### [Data to examine]
· · · · · · ·
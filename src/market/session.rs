//! Gateway connection lifecycle and its background workers.
//!
//! A connection runs three tasks sharing one cancellation token: the monitor
//! (drains gateway callbacks), ticker refresh (subscribes trades that have no
//! price yet) and keep-alive (pings the gateway). Any of them can tear the
//! connection down on a fault; the next `connect` builds a new client.

use super::{
    Connection, Gateway, GatewayConnector, GatewayError, GatewayEvent, MarketDataBridge,
    CONNECTION_LOST_ERROR_CODES,
};
use crate::engine::reconcile::{ReconcileOutcome, ReconcileReport, Reconciler};
use crate::journal::JournalHandle;
use parking_lot::Mutex;
use serde::Serialize;
use std::ops::ControlFlow;
use std::sync::atomic::{AtomicU64, Ordering};
use std::sync::Arc;
use std::time::Duration;
use thiserror::Error;
use tokio::sync::{mpsc, watch};
use tokio::task::JoinHandle;
use tokio_util::sync::CancellationToken;
use tracing::{debug, info, warn};

#[derive(Debug, Clone, Copy, PartialEq, Eq, Serialize)]
#[serde(rename_all = "lowercase")]
pub enum ConnectionState {
    Disconnected,
    Connecting,
    Connected,
    Disconnecting,
}

#[derive(Debug, Clone, Copy, PartialEq, Eq)]
pub struct SessionConfig {
    pub ticker_refresh: Duration,
    pub keepalive: Duration,
}

impl Default for SessionConfig {
    fn default() -> Self {
        Self {
            ticker_refresh: Duration::from_millis(1000),
            keepalive: Duration::from_millis(7500),
        }
    }
}

#[derive(Debug, Error)]
pub enum SessionError {
    #[error("session is {0:?}, expected Disconnected")]
    Busy(ConnectionState),
    #[error("gateway is not connected")]
    NotConnected,
    #[error(transparent)]
    Gateway(#[from] GatewayError),
}

struct LiveConnection {
    client: Arc<dyn Gateway>,
    cancel: CancellationToken,
    generation: u64,
    workers: Vec<JoinHandle<()>>,
}

pub struct Session {
    connector: Arc<dyn GatewayConnector>,
    bridge: Arc<MarketDataBridge>,
    journal: JournalHandle,
    config: SessionConfig,
    state: watch::Sender<ConnectionState>,
    live: Mutex<Option<LiveConnection>>,
    reconciler: Mutex<Reconciler>,
    generation: AtomicU64,
}

impl Session {
    pub fn new(
        connector: Arc<dyn GatewayConnector>,
        bridge: Arc<MarketDataBridge>,
        journal: JournalHandle,
        config: SessionConfig,
    ) -> Arc<Self> {
        let (state, _) = watch::channel(ConnectionState::Disconnected);
        Arc::new(Self {
            connector,
            bridge,
            journal,
            config,
            state,
            live: Mutex::new(None),
            reconciler: Mutex::new(Reconciler::new()),
            generation: AtomicU64::new(0),
        })
    }

    pub fn state(&self) -> ConnectionState {
        *self.state.borrow()
    }

    /// Observe state transitions.
    pub fn watch_state(&self) -> watch::Receiver<ConnectionState> {
        self.state.subscribe()
    }

    pub fn bridge(&self) -> &Arc<MarketDataBridge> {
        &self.bridge
    }

    pub fn last_report(&self) -> Option<ReconcileReport> {
        self.reconciler.lock().last_report().cloned()
    }

    fn set_state(&self, next: ConnectionState) {
        let prev = self.state.send_replace(next);
        if prev != next {
            debug!(from = ?prev, to = ?next, "Connection state changed");
        }
    }

    /// Open a new gateway connection and start the workers.
    ///
    /// Only valid from `Disconnected`. Subscriptions from an earlier
    /// connection are forgotten so every open trade is subscribed again.
    pub async fn connect(self: &Arc<Self>) -> Result<(), SessionError> {
        let mut claimed = false;
        self.state.send_if_modified(|state| {
            if *state == ConnectionState::Disconnected {
                *state = ConnectionState::Connecting;
                claimed = true;
            }
            claimed
        });
        if !claimed {
            return Err(SessionError::Busy(self.state()));
        }

        info!("Connecting to gateway");
        let Connection { client, events } = match self.connector.connect().await {
            Ok(connection) => connection,
            Err(e) => {
                warn!(error = %e, "Gateway connection failed");
                self.set_state(ConnectionState::Disconnected);
                return Err(e.into());
            }
        };

        self.journal.clear_subscriptions().await;
        self.bridge.attach(client.clone());

        let cancel = CancellationToken::new();
        let generation = self.generation.fetch_add(1, Ordering::SeqCst) + 1;
        *self.live.lock() = Some(LiveConnection {
            client: client.clone(),
            cancel: cancel.clone(),
            generation,
            workers: Vec::new(),
        });
        self.set_state(ConnectionState::Connected);

        let workers = vec![
            tokio::spawn(self.clone().monitor(events, cancel.clone(), generation)),
            tokio::spawn(self.clone().ticker_refresh(cancel.clone(), generation)),
            tokio::spawn(self.clone().keep_alive(client.clone(), cancel.clone(), generation)),
        ];
        match self.live.lock().as_mut() {
            Some(live) if live.generation == generation => live.workers = workers,
            // Torn down already; the workers observe the cancelled token and exit.
            _ => return Ok(()),
        }
        info!(generation, "Gateway connected");

        if let Err(e) = client.request_account_summary().await {
            warn!(error = %e, "Account summary request failed");
        }
        if let Err(e) = self.request_positions().await {
            warn!(error = %e, "Position request failed");
        }
        Ok(())
    }

    /// Close the connection and wait for the workers to stop.
    ///
    /// A no-op when a fault already tore the connection down.
    pub async fn disconnect(&self) {
        let Some(live) = self.take_live(None) else {
            debug!("Disconnect without a live connection");
            return;
        };
        self.set_state(ConnectionState::Disconnecting);
        self.bridge.unsubscribe_all().await;
        live.cancel.cancel();
        live.client.disconnect().await;
        self.bridge.recover_from_disconnect();
        for worker in live.workers {
            let _ = worker.await;
        }
        self.set_state(ConnectionState::Disconnected);
        info!("Disconnected from gateway");
    }

    /// Ask the gateway for its position list; reconciliation runs when the list ends.
    pub async fn request_positions(&self) -> Result<(), SessionError> {
        let client = self
            .live
            .lock()
            .as_ref()
            .map(|live| live.client.clone())
            .ok_or(SessionError::NotConnected)?;
        self.reconciler.lock().begin();
        client.request_positions().await?;
        Ok(())
    }

    /// Take the live connection. With `generation` set, only if it still is
    /// that connection.
    fn take_live(&self, generation: Option<u64>) -> Option<LiveConnection> {
        let mut live = self.live.lock();
        let superseded = matches!(
            (live.as_ref(), generation),
            (Some(current), Some(g)) if current.generation != g
        );
        if superseded {
            None
        } else {
            live.take()
        }
    }

    async fn on_fault(&self, generation: u64, reason: &str) {
        let Some(live) = self.take_live(Some(generation)) else {
            return;
        };
        warn!(reason, generation, "Gateway connection lost");
        self.set_state(ConnectionState::Disconnecting);
        live.cancel.cancel();
        self.bridge.recover_from_disconnect();
        live.client.disconnect().await;
        self.set_state(ConnectionState::Disconnected);
    }

    async fn monitor(
        self: Arc<Self>,
        mut events: mpsc::UnboundedReceiver<GatewayEvent>,
        cancel: CancellationToken,
        generation: u64,
    ) {
        loop {
            let first = tokio::select! {
                _ = cancel.cancelled() => return,
                event = events.recv() => event,
            };
            let Some(first) = first else {
                self.on_fault(generation, "event channel closed").await;
                return;
            };
            let mut batch = vec![first];
            while let Ok(event) = events.try_recv() {
                batch.push(event);
            }
            for event in batch {
                if let ControlFlow::Break(reason) = self.dispatch(event).await {
                    self.on_fault(generation, &reason).await;
                    return;
                }
            }
        }
    }

    async fn dispatch(&self, event: GatewayEvent) -> ControlFlow<String> {
        match event {
            GatewayEvent::ConnectAck => debug!("Gateway acknowledged connection"),
            GatewayEvent::PriceTick {
                ticker_id,
                field,
                price,
            } => self.bridge.on_price_tick(ticker_id, field, price).await,
            GatewayEvent::PortfolioUpdate(update) => self.bridge.on_portfolio_update(update).await,
            GatewayEvent::Position(position) => self.reconciler.lock().on_position(position),
            GatewayEvent::PositionEnd => self.finish_positions().await,
            GatewayEvent::AccountValue {
                tag,
                value,
                currency,
            } => self.bridge.on_account_value(tag, value, currency),
            GatewayEvent::Error {
                request_id,
                code,
                message,
            } => {
                if CONNECTION_LOST_ERROR_CODES.contains(&code) {
                    return ControlFlow::Break(format!("gateway error {}: {}", code, message));
                }
                self.bridge.on_error(request_id, code, &message);
            }
            GatewayEvent::ConnectionClosed => {
                return ControlFlow::Break("connection closed by gateway".to_string())
            }
        }
        ControlFlow::Continue(())
    }

    async fn finish_positions(&self) {
        self.reconciler.lock().on_position_end();
        let local = match self.journal.local_positions().await {
            Ok(local) => local,
            Err(e) => {
                warn!(error = %e, "Cannot read local positions for reconciliation");
                return;
            }
        };
        let outcome = self.reconciler.lock().run(&local);
        if let ReconcileOutcome::Updated(report) = outcome {
            for entry in report.local_only.iter().chain(report.broker_only.iter()) {
                warn!(
                    key = %entry.key,
                    local = entry.local_quantity,
                    broker = entry.broker_quantity,
                    status = ?entry.status,
                    "Position mismatch"
                );
            }
        }
    }

    async fn ticker_refresh(self: Arc<Self>, cancel: CancellationToken, generation: u64) {
        let mut interval = tokio::time::interval(self.config.ticker_refresh);
        loop {
            tokio::select! {
                _ = cancel.cancelled() => return,
                _ = interval.tick() => {}
            }
            match self.bridge.refresh_subscriptions().await {
                Ok(0) => {}
                Ok(issued) => debug!(issued, "Price subscriptions issued"),
                Err(GatewayError::NotConnected) => {
                    self.on_fault(generation, "not connected during subscription refresh").await;
                    return;
                }
                Err(e) => warn!(error = %e, "Subscription refresh failed"),
            }
        }
    }

    async fn keep_alive(self: Arc<Self>, client: Arc<dyn Gateway>, cancel: CancellationToken, generation: u64) {
        let mut interval = tokio::time::interval(self.config.keepalive);
        // The first tick is immediate; the connection was just established.
        interval.tick().await;
        loop {
            tokio::select! {
                _ = cancel.cancelled() => return,
                _ = interval.tick() => {}
            }
            if !client.is_connected() {
                self.on_fault(generation, "gateway reports disconnected").await;
                return;
            }
            if let Err(e) = client.ping().await {
                self.on_fault(generation, &format!("keep-alive failed: {}", e)).await;
                return;
            }
        }
    }
}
· · · · · · ·
### [Work instructions]
What is needed is a count of the lines in the data that contain the word "workers"; please give it and no other words.

### [Task answer]
9